_What is being asked_: Scan the lines below for the string "responses" and copy every one that has it.

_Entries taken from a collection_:
▶

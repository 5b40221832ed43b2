//! API Handlers
//!
//! HTTP request handlers for each proxy endpoint. They only translate
//! between query strings and [`ProxyService`].

use std::sync::Arc;
use std::time::Duration;

use axum::{
    extract::{Query, State},
    http::StatusCode,
    Json,
};

use crate::cache::CacheStore;
use crate::error::{ProxyError, Result};
use crate::models::{HealthResponse, StatsResponse, TargetQuery};
use crate::proxy::{OriginClient, ProxyResponse, ProxyService};

/// Application state shared across all handlers.
#[derive(Clone)]
pub struct AppState {
    /// Proxy operations over the shared cache store
    pub proxy: ProxyService,
    /// Shared secret checked by the auth middleware
    pub api_key: Arc<str>,
}

impl AppState {
    /// Creates a new AppState from a service and the expected API key.
    pub fn new(proxy: ProxyService, api_key: impl Into<Arc<str>>) -> Self {
        Self {
            proxy,
            api_key: api_key.into(),
        }
    }

    /// Creates a new AppState from configuration.
    ///
    /// Starts with an empty cache store and an origin client using the
    /// configured timeout.
    pub fn from_config(config: &crate::config::Config) -> reqwest::Result<Self> {
        let origin = OriginClient::new(Duration::from_secs(config.origin_timeout))?;
        let proxy = ProxyService::new(Arc::new(CacheStore::new()), origin);
        Ok(Self::new(proxy, config.api_key.as_str()))
    }
}

/// Handler for GET /proxy?url=
///
/// Serves the target from the cache or the origin, tagged with `X-Proxy-Cache`.
pub async fn proxy_handler(
    State(state): State<AppState>,
    Query(query): Query<TargetQuery>,
) -> Result<ProxyResponse> {
    state.proxy.handle_proxy(query.target()).await
}

/// Handler for DELETE /cache?url=
///
/// Answers 204 when an entry was removed and 404 otherwise.
pub async fn purge_handler(
    State(state): State<AppState>,
    Query(query): Query<TargetQuery>,
) -> Result<StatusCode> {
    let url = query.target();
    if state.proxy.handle_purge(url).await? {
        Ok(StatusCode::NO_CONTENT)
    } else {
        Err(ProxyError::NotFound(url.to_string()))
    }
}

/// Handler for GET /stats
///
/// Returns current cache statistics.
pub async fn stats_handler(State(state): State<AppState>) -> Json<StatsResponse> {
    let total_entries = state.proxy.store().len().await;
    Json(StatsResponse::new(state.proxy.stats(), total_entries))
}

/// Handler for GET /health
///
/// Returns health status of the server.
pub async fn health_handler() -> Json<HealthResponse> {
    Json(HealthResponse::healthy())
}

#[cfg(test)]
mod tests {
    use super::*;
    use crate::cache::CacheEntry;
    use axum::body::Bytes;
    use axum::http::HeaderMap;
    use std::time::Instant;

    fn test_state() -> AppState {
        AppState::from_config(&crate::config::Config::default()).unwrap()
    }

    fn query(url: Option<&str>) -> Query<TargetQuery> {
        Query(TargetQuery {
            url: url.map(str::to_string),
        })
    }

    #[tokio::test]
    async fn test_proxy_handler_missing_url() {
        let result = proxy_handler(State(test_state()), query(None)).await;
        assert!(matches!(result, Err(ProxyError::BadRequest(_))));
    }

    #[tokio::test]
    async fn test_purge_handler() {
        let state = test_state();
        let entry = CacheEntry::new(Bytes::from_static(b"v"), HeaderMap::new(), 60, Instant::now());
        state.proxy.store().set("http://example.test/", entry).await;

        let result = purge_handler(State(state.clone()), query(Some("http://example.test/"))).await;
        assert_eq!(result.unwrap(), StatusCode::NO_CONTENT);

        let result = purge_handler(State(state), query(Some("http://example.test/"))).await;
        assert!(matches!(result, Err(ProxyError::NotFound(_))));
    }

    #[tokio::test]
    async fn test_purge_handler_missing_url() {
        let result = purge_handler(State(test_state()), query(Some(""))).await;
        assert!(matches!(result, Err(ProxyError::BadRequest(_))));
    }

    #[tokio::test]
    async fn test_stats_handler() {
        let response = stats_handler(State(test_state())).await;
        assert_eq!(response.hits, 0);
        assert_eq!(response.misses, 0);
        assert_eq!(response.total_entries, 0);
    }

    #[tokio::test]
    async fn test_health_handler() {
        let response = health_handler().await;
        assert_eq!(response.status, "healthy");
    }
}
//! Request and Response models for the proxy API
//!
//! This module defines the query parameters and JSON bodies used by the
//! HTTP layer.

pub mod requests;
pub mod responses;

// Re-export commonly used types
pub use requests::{ApiKeyQuery, TargetQuery};
pub use responses::{HealthResponse, StatsResponse};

◀

_Output of the task_:
pub mod responses;
pub use responses::{HealthResponse, StatsResponse};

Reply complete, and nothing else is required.